Когда Советы установили новый режим, ящики были распакованы и все сокровища были отосланы на Московскую, выставку, чтобы их могли видеть русские люди. Их увидели миллионы. Излучая вспышки от десятков тысяч граней, камни передавали послание Советов: «Теперь власть перешла к нам» (Примечание Г.Ч. Бэйнбриджа: д-р Арманд Хаммер в своей книге «В поисках сокровищ Романовых», Нью-Йорк, 1932, приводит интересные личные впечатления об этой публичной выставке. М-р Дж. А.Уэйт из британского консульства говорил мне о частной выставке сокровищ перед членами дипломатических и консульских служб, аккредитованных в России, которая, возможно, имела место в 1926 году. Примечание к примечанию Бэйнбриджа: в 1990 году на нью-йоркском аукционе «Сотби» за 10450 долларов была продана фотография, запечатлевшая иностранных дипломатов на фоне стола, на котором разместились драгоценности императорского двора, в том числе царские короны и 13 императорских пасхальных яиц Фаберже. –В.С.).
Камни, которые когда-то гипнотизировали Романовых, которые хранились ими с благоговейной заботой долго после того, как их влияние исчезло, теперь по иронии судьбы должны были гипнотизировать всю нацию и стать краеугольными камнями нового режима. Это заставляло задуматься. 
Но мы еще не кончили рассказа об Агафоне Фаберже и сокровищах империи. Они стали жерновом на его шее. Покинув свой дом в Левашово на финской границе, то ли по принуждению, то ли еще почему, он в первые годы Советской власти переселился в Петроград, в верхней квартире. Он привез с собой часть своих сокровищ и его квартира стала известна как «Малый Эрмитаж».
Именно здесь его арестовали и посадили в тюрьму на полтора года. После освобождения он вернулся домой только за тем, чтобы еще на девять месяцев попасть в тюрьму. Любопытно, что за все время его заключения никто не преследовал его жену (вторую жену – Марию Алексеевну Борзову – В. С.) и не трогал его сокровищ. Когда я спросил у Агафона о причинах его арестов, он пожал плечами и сказал: «Почему? Интересно. Не знаю».
А сейчас самое любопытное.
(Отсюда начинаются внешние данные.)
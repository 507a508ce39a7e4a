// libs/appointment-cell/src/services/mutation.rs
//
// Orchestrates create, update, and delete against the prediction backend
// and reconciles the repository afterwards. Failure paths leave the
// repository exactly as it was; nothing is retried automatically.

use std::collections::HashMap;
use std::sync::Arc;

use reqwest::Method;
use serde_json::Value;
use tokio::sync::Mutex;
use tracing::{debug, info, warn};

use shared_backend::BackendClient;
use shared_config::AppConfig;

use crate::codec;
use crate::models::{
    Appointment, AppointmentError, AppointmentForm, CreateAppointmentResponse,
    DeleteConfirmation, HourSuggestion,
};
use crate::repository::AppointmentRepository;
use crate::services::suggestion;

const APPOINTMENTS_PATH: &str = "/api/appointments";

pub struct MutationService {
    backend: Arc<BackendClient>,
    repository: Arc<AppointmentRepository>,
    // One async mutex per record id: mutations against the same id are
    // serialized, distinct ids proceed independently.
    record_locks: Mutex<HashMap<i64, Arc<Mutex<()>>>>,
}

impl MutationService {
    pub fn new(config: &AppConfig, repository: Arc<AppointmentRepository>) -> Self {
        Self {
            backend: Arc::new(BackendClient::new(config)),
            repository,
            record_locks: Mutex::new(HashMap::new()),
        }
    }

    pub fn repository(&self) -> &AppointmentRepository {
        &self.repository
    }

    async fn lock_for(&self, id: i64) -> Arc<Mutex<()>> {
        let mut locks = self.record_locks.lock().await;
        Arc::clone(locks.entry(id).or_default())
    }

    /// Fetches the whole collection and replaces the cached set. On failure
    /// the repository keeps its previous contents (empty at startup).
    pub async fn fetch_all(&self) -> Result<usize, AppointmentError> {
        let records: Vec<Appointment> = self
            .backend
            .request(Method::GET, APPOINTMENTS_PATH, None)
            .await
            .map_err(|err| {
                AppointmentError::Submission(format!("loading appointments failed: {err}"))
            })?;

        let count = records.len();
        self.repository.load(records);
        debug!("Loaded {} appointments from backend", count);
        Ok(count)
    }

    /// Validates the form, submits it, and on success caches the returned
    /// record and evaluates the response for an alternate-hour suggestion.
    /// On failure nothing is cached and the caller keeps the form as-is.
    pub async fn create(
        &self,
        form: &AppointmentForm,
    ) -> Result<(Appointment, Option<HourSuggestion>), AppointmentError> {
        let payload = codec::to_payload(form)?;
        info!("Creating appointment for {}", payload.patient_name);

        let body = serde_json::to_value(&payload)
            .map_err(|err| AppointmentError::Submission(format!("encoding payload failed: {err}")))?;

        let response: CreateAppointmentResponse = self
            .backend
            .request(Method::POST, APPOINTMENTS_PATH, Some(body))
            .await
            .map_err(|err| AppointmentError::Submission(format!("create failed: {err}")))?;

        let suggestion = suggestion::suggest_better_hour(&response);
        let appointment = response.appointment;
        self.repository.insert(appointment.clone());

        info!("Appointment {} created", appointment.id);
        Ok((appointment, suggestion))
    }

    /// Full replace of the editable fields. The backend recomputes the
    /// predicted wait, so a successful update is followed by a full reload
    /// rather than an optimistic in-place patch.
    pub async fn update(&self, id: i64, form: &AppointmentForm) -> Result<(), AppointmentError> {
        let payload = codec::to_payload(form)?;

        let lock = self.lock_for(id).await;
        let _guard = lock.lock().await;

        info!("Updating appointment {}", id);
        let body = serde_json::to_value(&payload)
            .map_err(|err| AppointmentError::Submission(format!("encoding payload failed: {err}")))?;

        let _: Value = self
            .backend
            .request(Method::PUT, &format!("{APPOINTMENTS_PATH}/{id}"), Some(body))
            .await
            .map_err(|err| AppointmentError::Submission(format!("update failed: {err}")))?;

        self.fetch_all().await?;
        Ok(())
    }

    /// Deletes after an explicit confirmation. A declined confirmation
    /// returns `Ok(false)` without contacting the backend or touching the
    /// repository; on backend failure the record stays in place.
    pub async fn delete(
        &self,
        id: i64,
        confirmation: DeleteConfirmation,
    ) -> Result<bool, AppointmentError> {
        if confirmation == DeleteConfirmation::Declined {
            debug!("Delete of appointment {} declined, backend not contacted", id);
            return Ok(false);
        }

        let lock = self.lock_for(id).await;
        let _guard = lock.lock().await;

        info!("Deleting appointment {}", id);
        let _: Value = self
            .backend
            .request(Method::DELETE, &format!("{APPOINTMENTS_PATH}/{id}"), None)
            .await
            .map_err(|err| AppointmentError::Submission(format!("delete failed: {err}")))?;

        if !self.repository.remove(id) {
            warn!("deleted appointment {} was not in the local cache", id);
        }
        Ok(true)
    }
}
Едва он оправился от последнего заключения (неверно: первого заключения, в мае 1919-сентябре 1920 гг. – В.С.), к нему явился крестьянин в овчинном тулупе с посланием от Троцкого, который просил его приехать в Москву для работы в комиссии по регалиям и сокровищам короны. Извинившись, Агафон отказался от приглашения, сославшись на плохое состояние здоровья. Через месяц к нему приехал господин в котелке с тем же посланием, и снова Агафон отклонил приглашение. Наконец, как-то в 3 часа ночи раздался резкий трекратный стук в дверь, у жены началась истерика, а он пошел к двери. На пороге стояли три красных солдата. Они вручили ему письмо от Троцкого, написанное в самой дружеской манере опять с тем же приглашением. На этот раз он принял приглашение с условием, чтобы были сделаны необходимые распоряжения для обеспечения переезда в Москву его с женой и сыном (Олег Агафонович Фаберже родился несколько позднее, 1 августа 1923 года, а комиссия Коронных драгоценностей начала работу в марте 22 г. – В.С.).
Так Агафон еще раз и последний увидел царские сокровища. Даже сейчас в нем продолжал жить художник, потому что он отказался приняться за работу, одну из самых трудных, за которую когда-либо браться ювелир, нужно было сделать в натуральную величину фотографии каждого изделия и внести в каталог вес каждого камня и каждой жемчужины.
Агафон оставался в Москве с осени 1921 по весну 1923 года, работая в комиссии и наконец, каталог был опубликован. Этот каталог – авторитетная опись сокровищ, находящихся во владении советской власти. Я видел копию этого каталога в Нью-Йорке в 1937 г. у д-ра Арманда Хаммера и могу поручиться, что это замечательная работа.
За исключением свадебной короны, которой пользовались при венчании всех великих княжен и проданной в Лондоне несколько лет назад, насколько я знаю, все они еще в сохранности во владении Советского правительства.
Ясно одно: если когда-нибудь любое из сокровищ было бы украдено или исчезло по какой-либо другой причине, катало помог бы вернуть его.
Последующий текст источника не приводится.